England fans abroad: Are they simply tw*ts?

“It is a minority, but there are far too many, and it would be wrong to try to minimise it as a small minority. There is a significant contingent of people who cannot behave because of alcohol” – Deputy Chief Constable Mark Roberts, responsible for policing football, on October 18 2018 after England fans caused trouble in Seville.

‘About 100 of them got into the swimming pool, driving out everyone else. Then they began jumping up and down, splashing and chanting “You what? You what? You what, you what you what?” They didn’t do it once or twice, they did it for about 15 minutes. We stood and watched, amazed at how funny they seemed to think this was. Then they started singing “Here we go here we go here we go” for another ten minutes, like it was the cleverest thing ever. Then a couple hit a Spanish lad in the face. “What you looking at Pepe?” Bam! They loved annoying people. Loved picking a fight. If you didn’t get annoyed at them they’d pick on you. But if you did, they’d come over and hit you. Everyone was sick of them. It was shameful” –  Jimmy E, June 6 1989.

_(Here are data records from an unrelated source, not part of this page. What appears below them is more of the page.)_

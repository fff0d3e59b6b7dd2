use bitcoin::Amount;

use crate::aggregator::aggregate_inputs;
use crate::error::AppError;
use crate::node::NodeCollaborator;
use crate::types::{InputReference, OutputTarget, UnsignedTransactionDraft};
use crate::units::to_display_unit;

/// ノードに渡して得た未署名トランザクション。
#[derive(Debug, Clone, PartialEq, Eq)]
pub struct AssembledTransaction {
    pub hex: String,
    pub draft: UnsignedTransactionDraft,
    /// 送金先をノードに新規生成させた場合 true
    pub generated_destination: bool,
}

/// 送金元アドレスの未使用出力をすべて集め、1出力の未署名トランザクションを作る。
pub fn create_transaction(
    node: &dyn NodeCollaborator,
    source_address: &str,
    destination: Option<&str>,
    fee: Amount,
    default_fee: Amount,
) -> Result<AssembledTransaction, AppError> {
    log::info!("トランザクション構築処理を開始します。");
    let aggregated = aggregate_inputs(node, source_address)?;
    assemble_transaction(
        node,
        aggregated.inputs,
        destination,
        fee,
        default_fee,
        aggregated.total_in,
    )
}

/// `fee` が 0 の場合は `default_fee` を使う。
pub fn assemble_transaction(
    node: &dyn NodeCollaborator,
    inputs: Vec<InputReference>,
    destination: Option<&str>,
    fee: Amount,
    default_fee: Amount,
    total_in: Amount,
) -> Result<AssembledTransaction, AppError> {
    let fee = if fee == Amount::ZERO { default_fee } else { fee };

    let amount = match total_in.checked_sub(fee) {
        Some(amount) if amount > Amount::ZERO => amount,
        _ => {
            return Err(AppError::InsufficientFunds {
                available: total_in.to_sat(),
                fee: fee.to_sat(),
            });
        }
    };

    let (destination, generated_destination) = match destination.filter(|d| !d.trim().is_empty()) {
        Some(destination) => (destination.trim().to_string(), false),
        None => (request_new_address(node)?, true),
    };

    let draft = UnsignedTransactionDraft {
        inputs,
        output: OutputTarget {
            destination,
            amount,
        },
        fee,
        total_in,
    };
    let hex = submit_draft(node, &draft)?;

    Ok(AssembledTransaction {
        hex,
        draft,
        generated_destination,
    })
}

/// 既存の生トランザクションとして受け付ける前の形式チェック。
pub fn validate_raw_hex(raw_hex: &str) -> Result<(), AppError> {
    if raw_hex.trim().is_empty() {
        return Err(AppError::InputValidation("--raw-tx が必要です".to_string()));
    }
    hex::decode(raw_hex.trim())
        .map(|_| ())
        .map_err(|e| AppError::InputValidation(format!("raw transaction の16進数が不正です: {}", e)))
}

/// ノードのウォレットに新しいアドレスを作らせる。取り消せない操作なので必ずログに残す。
pub fn request_new_address(node: &dyn NodeCollaborator) -> Result<String, AppError> {
    log::warn!("送金先が指定されていないため、新しい出力アドレスを生成します。");
    let address = node.get_new_address()?;
    if address.is_empty() {
        return Err(AppError::node("getnewaddress: 空のアドレスが返されました"));
    }
    log::warn!("新しい出力アドレス: {}", address);
    Ok(address)
}

/// 下書きを createrawtransaction に渡し、未署名の hex を返す。
pub fn submit_draft(
    node: &dyn NodeCollaborator,
    draft: &UnsignedTransactionDraft,
) -> Result<String, AppError> {
    if draft.output.amount.checked_add(draft.fee) != Some(draft.total_in) {
        return Err(AppError::Internal(format!(
            "入出力が一致しません: 入力 {} != 出力 {} + 手数料 {}",
            draft.total_in, draft.output.amount, draft.fee
        )));
    }

    log::debug!(
        "createrawtransaction: 入力 {} 件, {} => {}",
        draft.inputs.len(),
        draft.output.destination,
        to_display_unit(draft.output.amount)
    );
    let hex = node.create_raw_transaction(&draft.inputs, &draft.output)?;
    log::info!("未署名トランザクションの生成に成功しました。");
    Ok(hex)
}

This is an extract from a letter – remember them? – that my pal Jimmy wrote, which came to the surface in the last week while I was unpacking after moving house. It describes a scene he witnessed at a hotel where he was working in Fuengirola. What he describes was how English people on a Club 18-30 holiday routinely behaved, pretty much every day. While this was the first time he’d seen it, it then happened all the time, right through the summer.

This culture was perfectly expressed by the band Thunder, who around that time had a song called An Englishman On Holiday.

Laying down in this Spanish bar, that last slammer hit me like a car
I’ve got the 6 a.m. Balearic blues, can’t even focus on my own tattoos
I had a fight with this German guy, I saw him give my little girl the eye
While he was trying hard to be so cool, I hit him with a stool

Oh yes, alright, I’ll be going all night
Gonna drink ’til they take me away, I’m an Englishman on holiday

Every year I get to do the same, I meet the boys and get on the plane
We like to sing and shout out “here we go”
‘Cos they’re the only words that we all know.

I called up Jimmy and told him about the letter I’d found. He recalled that summer he’d spent working in a huge hotel bar.

“It wasn’t just how aggressive and boorish the English were, it was how pleased they were with themselves for being that way. That’s what shocked me. Like as if it was great to behave like a total twat. They just wanted to cause trouble and they all thought they were bloody great for doing so. No excuses. They were just idiots who felt, for whatever reason, entitled to behave like an invading army.”

We went on to talk about the behaviour of some of the England fans in Seville prior to the game this week.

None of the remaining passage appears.